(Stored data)

• • • • • • •

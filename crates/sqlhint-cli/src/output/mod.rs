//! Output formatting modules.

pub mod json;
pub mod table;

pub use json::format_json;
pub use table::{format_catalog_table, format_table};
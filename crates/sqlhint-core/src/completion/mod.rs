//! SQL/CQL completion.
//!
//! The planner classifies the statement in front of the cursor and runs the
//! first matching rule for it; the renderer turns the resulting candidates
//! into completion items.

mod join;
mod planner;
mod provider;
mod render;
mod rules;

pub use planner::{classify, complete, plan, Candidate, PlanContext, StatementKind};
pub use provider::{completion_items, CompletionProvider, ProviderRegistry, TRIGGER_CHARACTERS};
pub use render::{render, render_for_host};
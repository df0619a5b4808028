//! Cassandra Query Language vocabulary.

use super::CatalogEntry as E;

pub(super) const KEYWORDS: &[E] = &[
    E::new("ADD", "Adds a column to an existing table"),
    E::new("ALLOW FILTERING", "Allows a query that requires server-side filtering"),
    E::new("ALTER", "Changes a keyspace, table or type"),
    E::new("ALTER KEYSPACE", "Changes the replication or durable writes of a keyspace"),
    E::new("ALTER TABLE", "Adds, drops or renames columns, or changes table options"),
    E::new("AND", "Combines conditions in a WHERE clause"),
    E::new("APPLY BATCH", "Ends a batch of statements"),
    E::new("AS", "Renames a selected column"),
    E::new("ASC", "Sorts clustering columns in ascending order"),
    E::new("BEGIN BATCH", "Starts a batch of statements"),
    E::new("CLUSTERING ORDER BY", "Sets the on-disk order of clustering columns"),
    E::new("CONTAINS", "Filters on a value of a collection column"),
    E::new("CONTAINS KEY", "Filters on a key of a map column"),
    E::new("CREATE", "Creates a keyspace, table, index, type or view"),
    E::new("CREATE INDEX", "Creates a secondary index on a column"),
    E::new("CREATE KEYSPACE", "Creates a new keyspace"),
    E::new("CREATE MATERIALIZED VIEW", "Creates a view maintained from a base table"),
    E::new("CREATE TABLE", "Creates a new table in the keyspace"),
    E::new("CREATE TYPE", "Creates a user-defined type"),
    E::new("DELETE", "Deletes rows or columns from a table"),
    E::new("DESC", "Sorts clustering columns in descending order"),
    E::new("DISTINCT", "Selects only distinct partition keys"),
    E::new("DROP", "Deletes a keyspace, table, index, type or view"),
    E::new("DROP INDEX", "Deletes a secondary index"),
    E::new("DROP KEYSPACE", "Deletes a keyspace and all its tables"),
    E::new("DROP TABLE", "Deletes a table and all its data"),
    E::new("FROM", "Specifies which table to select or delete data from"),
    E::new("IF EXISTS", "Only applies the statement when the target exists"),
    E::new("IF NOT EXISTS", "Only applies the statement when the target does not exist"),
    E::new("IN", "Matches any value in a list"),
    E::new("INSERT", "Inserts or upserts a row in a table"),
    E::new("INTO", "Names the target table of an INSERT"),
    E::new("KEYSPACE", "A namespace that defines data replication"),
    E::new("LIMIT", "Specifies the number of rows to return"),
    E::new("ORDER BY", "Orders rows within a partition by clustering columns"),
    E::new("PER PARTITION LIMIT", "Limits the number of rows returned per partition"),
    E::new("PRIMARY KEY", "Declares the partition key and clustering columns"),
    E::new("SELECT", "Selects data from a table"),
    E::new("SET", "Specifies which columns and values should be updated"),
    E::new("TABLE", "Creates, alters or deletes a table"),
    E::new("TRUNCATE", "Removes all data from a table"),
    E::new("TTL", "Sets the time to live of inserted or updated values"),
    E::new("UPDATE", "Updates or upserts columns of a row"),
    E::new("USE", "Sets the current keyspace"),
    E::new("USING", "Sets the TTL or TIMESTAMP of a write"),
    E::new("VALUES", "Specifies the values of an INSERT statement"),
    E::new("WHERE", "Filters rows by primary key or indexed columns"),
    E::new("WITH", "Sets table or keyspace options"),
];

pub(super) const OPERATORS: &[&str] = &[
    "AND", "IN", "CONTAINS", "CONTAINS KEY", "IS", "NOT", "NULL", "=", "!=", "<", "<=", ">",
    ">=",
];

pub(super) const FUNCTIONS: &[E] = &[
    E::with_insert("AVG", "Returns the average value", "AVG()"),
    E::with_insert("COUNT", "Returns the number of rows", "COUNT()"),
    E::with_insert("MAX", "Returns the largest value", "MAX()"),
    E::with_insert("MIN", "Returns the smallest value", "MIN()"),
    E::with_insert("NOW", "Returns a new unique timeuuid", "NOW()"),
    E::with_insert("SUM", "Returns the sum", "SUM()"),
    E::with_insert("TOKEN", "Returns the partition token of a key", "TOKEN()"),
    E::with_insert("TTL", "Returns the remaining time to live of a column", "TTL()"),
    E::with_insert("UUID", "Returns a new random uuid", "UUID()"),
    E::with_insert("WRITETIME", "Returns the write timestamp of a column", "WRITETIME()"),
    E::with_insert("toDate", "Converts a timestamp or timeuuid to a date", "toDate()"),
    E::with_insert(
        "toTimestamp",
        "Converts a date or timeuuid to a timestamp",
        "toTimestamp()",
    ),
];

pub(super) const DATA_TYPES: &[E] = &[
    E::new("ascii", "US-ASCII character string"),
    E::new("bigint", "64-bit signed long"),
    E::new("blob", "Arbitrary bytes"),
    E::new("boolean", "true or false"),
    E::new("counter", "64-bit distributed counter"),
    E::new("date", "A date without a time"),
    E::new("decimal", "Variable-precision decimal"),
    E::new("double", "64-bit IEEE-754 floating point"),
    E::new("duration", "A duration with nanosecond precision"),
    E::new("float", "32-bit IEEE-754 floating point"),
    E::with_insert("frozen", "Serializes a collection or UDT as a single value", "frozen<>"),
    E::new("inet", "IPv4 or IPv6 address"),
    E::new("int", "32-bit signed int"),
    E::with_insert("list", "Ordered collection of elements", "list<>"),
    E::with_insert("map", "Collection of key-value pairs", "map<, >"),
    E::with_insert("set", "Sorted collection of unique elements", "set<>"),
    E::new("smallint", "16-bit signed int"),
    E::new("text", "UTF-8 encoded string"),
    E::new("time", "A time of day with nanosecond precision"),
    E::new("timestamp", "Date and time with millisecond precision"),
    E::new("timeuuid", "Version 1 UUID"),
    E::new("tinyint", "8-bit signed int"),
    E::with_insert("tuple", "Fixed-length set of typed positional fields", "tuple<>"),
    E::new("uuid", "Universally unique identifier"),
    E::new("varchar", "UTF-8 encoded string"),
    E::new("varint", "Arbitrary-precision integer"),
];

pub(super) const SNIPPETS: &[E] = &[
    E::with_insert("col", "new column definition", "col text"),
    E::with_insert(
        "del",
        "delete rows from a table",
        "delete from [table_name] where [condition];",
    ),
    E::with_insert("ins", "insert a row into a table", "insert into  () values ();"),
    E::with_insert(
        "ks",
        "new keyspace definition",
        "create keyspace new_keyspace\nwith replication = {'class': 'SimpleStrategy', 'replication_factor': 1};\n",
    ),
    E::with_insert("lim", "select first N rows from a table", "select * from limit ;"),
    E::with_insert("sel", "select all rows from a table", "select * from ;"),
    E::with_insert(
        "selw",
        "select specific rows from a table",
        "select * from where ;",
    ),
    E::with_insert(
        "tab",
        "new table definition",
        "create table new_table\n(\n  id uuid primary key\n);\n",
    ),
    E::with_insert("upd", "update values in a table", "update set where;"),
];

• • • • • • •

• _TASK_
Your response should be each line that includes the word "Specifies", copied from the records.

• _TASK RESPONSE_
    E::new("FROM", "Specifies which table to select or delete data from"),
    E::new("LIMIT", "Specifies the number of rows to return"),
    E::new("SET", "Specifies which columns and values should be updated"),
    E::new("VALUES", "Specifies the values of an INSERT statement"),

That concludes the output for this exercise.